The answer should consist of every line in the material below that has the word "echo".

### SUPPLIED MATERIAL

=== Section Start ===

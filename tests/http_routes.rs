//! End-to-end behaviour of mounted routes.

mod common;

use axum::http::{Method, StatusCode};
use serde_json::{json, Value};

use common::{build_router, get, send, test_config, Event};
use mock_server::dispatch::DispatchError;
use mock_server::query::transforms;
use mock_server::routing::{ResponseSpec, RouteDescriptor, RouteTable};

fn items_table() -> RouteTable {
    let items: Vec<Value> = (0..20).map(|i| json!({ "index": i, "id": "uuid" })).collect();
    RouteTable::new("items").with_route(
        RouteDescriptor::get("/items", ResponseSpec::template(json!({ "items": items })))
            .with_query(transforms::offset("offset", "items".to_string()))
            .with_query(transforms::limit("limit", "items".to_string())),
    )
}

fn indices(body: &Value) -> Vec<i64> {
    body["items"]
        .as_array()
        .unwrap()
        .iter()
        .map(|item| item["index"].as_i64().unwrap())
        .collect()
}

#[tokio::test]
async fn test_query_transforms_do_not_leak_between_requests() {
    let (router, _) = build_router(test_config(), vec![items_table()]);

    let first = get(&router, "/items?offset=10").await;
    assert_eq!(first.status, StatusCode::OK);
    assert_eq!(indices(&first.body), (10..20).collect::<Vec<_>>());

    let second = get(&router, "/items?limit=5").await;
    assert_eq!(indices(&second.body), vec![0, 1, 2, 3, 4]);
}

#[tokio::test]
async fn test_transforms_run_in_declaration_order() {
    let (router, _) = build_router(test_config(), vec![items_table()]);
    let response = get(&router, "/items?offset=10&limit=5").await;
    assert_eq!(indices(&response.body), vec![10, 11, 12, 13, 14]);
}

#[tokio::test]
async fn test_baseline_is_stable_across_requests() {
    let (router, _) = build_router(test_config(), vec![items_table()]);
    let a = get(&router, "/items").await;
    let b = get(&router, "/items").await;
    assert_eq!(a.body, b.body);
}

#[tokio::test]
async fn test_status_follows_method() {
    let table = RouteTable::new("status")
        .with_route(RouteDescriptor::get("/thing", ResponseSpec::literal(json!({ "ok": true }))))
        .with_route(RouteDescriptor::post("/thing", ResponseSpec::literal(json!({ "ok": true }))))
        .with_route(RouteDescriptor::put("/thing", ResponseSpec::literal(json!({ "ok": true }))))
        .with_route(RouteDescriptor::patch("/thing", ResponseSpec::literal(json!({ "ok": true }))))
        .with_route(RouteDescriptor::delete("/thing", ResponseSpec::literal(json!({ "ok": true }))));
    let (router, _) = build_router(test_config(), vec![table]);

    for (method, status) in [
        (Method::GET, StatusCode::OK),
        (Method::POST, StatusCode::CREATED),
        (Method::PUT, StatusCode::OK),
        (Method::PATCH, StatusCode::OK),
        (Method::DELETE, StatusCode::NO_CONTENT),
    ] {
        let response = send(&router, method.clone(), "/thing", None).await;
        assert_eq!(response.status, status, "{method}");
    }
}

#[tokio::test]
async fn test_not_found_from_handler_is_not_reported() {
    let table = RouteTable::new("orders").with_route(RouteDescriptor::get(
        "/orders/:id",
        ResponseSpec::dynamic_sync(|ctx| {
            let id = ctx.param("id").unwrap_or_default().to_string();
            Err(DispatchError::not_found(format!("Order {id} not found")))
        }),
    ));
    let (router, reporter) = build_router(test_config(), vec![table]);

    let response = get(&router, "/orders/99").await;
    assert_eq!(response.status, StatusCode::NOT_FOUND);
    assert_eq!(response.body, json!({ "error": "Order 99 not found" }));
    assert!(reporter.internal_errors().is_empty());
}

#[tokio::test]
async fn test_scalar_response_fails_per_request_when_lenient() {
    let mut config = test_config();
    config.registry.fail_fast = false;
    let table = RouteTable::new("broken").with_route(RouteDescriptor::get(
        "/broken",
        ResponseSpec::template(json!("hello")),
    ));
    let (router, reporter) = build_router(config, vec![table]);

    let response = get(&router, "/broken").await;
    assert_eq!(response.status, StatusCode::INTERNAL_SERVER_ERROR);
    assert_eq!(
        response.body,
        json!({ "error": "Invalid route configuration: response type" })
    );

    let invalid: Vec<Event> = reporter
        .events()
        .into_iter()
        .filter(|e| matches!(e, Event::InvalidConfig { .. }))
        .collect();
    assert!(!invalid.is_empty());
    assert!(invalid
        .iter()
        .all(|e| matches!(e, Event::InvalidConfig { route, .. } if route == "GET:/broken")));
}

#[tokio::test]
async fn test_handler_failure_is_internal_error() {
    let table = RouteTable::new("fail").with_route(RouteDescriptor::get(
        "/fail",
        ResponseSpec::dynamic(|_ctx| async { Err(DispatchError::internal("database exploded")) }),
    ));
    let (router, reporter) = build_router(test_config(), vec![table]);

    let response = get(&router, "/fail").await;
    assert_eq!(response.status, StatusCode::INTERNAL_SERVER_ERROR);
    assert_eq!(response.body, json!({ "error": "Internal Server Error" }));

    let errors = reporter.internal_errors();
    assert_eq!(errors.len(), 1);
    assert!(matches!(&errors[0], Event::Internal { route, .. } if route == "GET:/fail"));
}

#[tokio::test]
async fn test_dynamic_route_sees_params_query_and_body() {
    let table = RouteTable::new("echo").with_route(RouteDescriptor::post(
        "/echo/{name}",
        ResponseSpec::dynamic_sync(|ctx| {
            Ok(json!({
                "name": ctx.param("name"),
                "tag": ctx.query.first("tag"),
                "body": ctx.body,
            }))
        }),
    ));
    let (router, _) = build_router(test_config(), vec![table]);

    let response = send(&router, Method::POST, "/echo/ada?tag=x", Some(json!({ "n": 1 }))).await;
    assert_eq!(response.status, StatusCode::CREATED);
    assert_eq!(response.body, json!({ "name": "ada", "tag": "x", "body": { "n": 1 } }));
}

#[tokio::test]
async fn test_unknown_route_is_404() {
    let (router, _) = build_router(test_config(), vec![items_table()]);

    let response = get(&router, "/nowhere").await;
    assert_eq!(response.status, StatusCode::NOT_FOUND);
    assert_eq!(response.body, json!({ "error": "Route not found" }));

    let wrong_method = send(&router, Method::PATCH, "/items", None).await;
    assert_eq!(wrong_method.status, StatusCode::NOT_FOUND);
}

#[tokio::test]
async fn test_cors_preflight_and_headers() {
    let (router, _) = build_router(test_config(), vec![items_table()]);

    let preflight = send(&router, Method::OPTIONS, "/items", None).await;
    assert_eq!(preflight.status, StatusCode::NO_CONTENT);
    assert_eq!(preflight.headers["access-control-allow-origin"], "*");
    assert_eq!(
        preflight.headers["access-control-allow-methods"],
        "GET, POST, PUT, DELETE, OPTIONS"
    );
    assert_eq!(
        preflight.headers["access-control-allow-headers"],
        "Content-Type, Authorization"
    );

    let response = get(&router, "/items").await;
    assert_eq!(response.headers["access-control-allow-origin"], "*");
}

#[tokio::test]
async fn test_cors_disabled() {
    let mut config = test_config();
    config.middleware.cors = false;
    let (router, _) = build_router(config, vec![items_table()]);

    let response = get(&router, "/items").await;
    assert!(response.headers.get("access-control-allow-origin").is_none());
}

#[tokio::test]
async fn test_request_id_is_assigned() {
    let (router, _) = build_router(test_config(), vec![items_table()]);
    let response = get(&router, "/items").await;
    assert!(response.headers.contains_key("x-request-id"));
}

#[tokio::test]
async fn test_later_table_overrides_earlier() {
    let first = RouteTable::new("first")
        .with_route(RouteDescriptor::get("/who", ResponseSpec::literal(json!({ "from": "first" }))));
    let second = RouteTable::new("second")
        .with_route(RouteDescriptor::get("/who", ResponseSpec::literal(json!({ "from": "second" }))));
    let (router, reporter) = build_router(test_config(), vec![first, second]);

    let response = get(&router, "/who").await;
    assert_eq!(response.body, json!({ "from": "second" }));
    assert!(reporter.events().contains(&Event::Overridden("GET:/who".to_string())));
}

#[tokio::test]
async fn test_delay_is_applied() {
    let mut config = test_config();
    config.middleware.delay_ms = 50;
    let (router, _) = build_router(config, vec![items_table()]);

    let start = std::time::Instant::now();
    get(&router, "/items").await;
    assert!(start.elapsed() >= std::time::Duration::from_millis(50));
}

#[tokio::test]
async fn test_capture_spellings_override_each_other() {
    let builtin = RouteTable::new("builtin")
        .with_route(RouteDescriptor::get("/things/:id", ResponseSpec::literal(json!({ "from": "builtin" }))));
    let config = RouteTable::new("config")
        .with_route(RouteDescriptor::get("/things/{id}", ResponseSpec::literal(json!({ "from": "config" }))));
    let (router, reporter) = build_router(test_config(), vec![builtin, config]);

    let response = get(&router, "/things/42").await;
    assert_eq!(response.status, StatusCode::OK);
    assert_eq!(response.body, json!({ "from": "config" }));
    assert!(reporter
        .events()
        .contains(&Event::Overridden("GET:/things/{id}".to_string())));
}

=== Section End ===

### ANSWER SECTION
    let table = RouteTable::new("echo").with_route(RouteDescriptor::post(
        "/echo/{name}",
    let response = send(&router, Method::POST, "/echo/ada?tag=x", Some(json!({ "n": 1 }))).await;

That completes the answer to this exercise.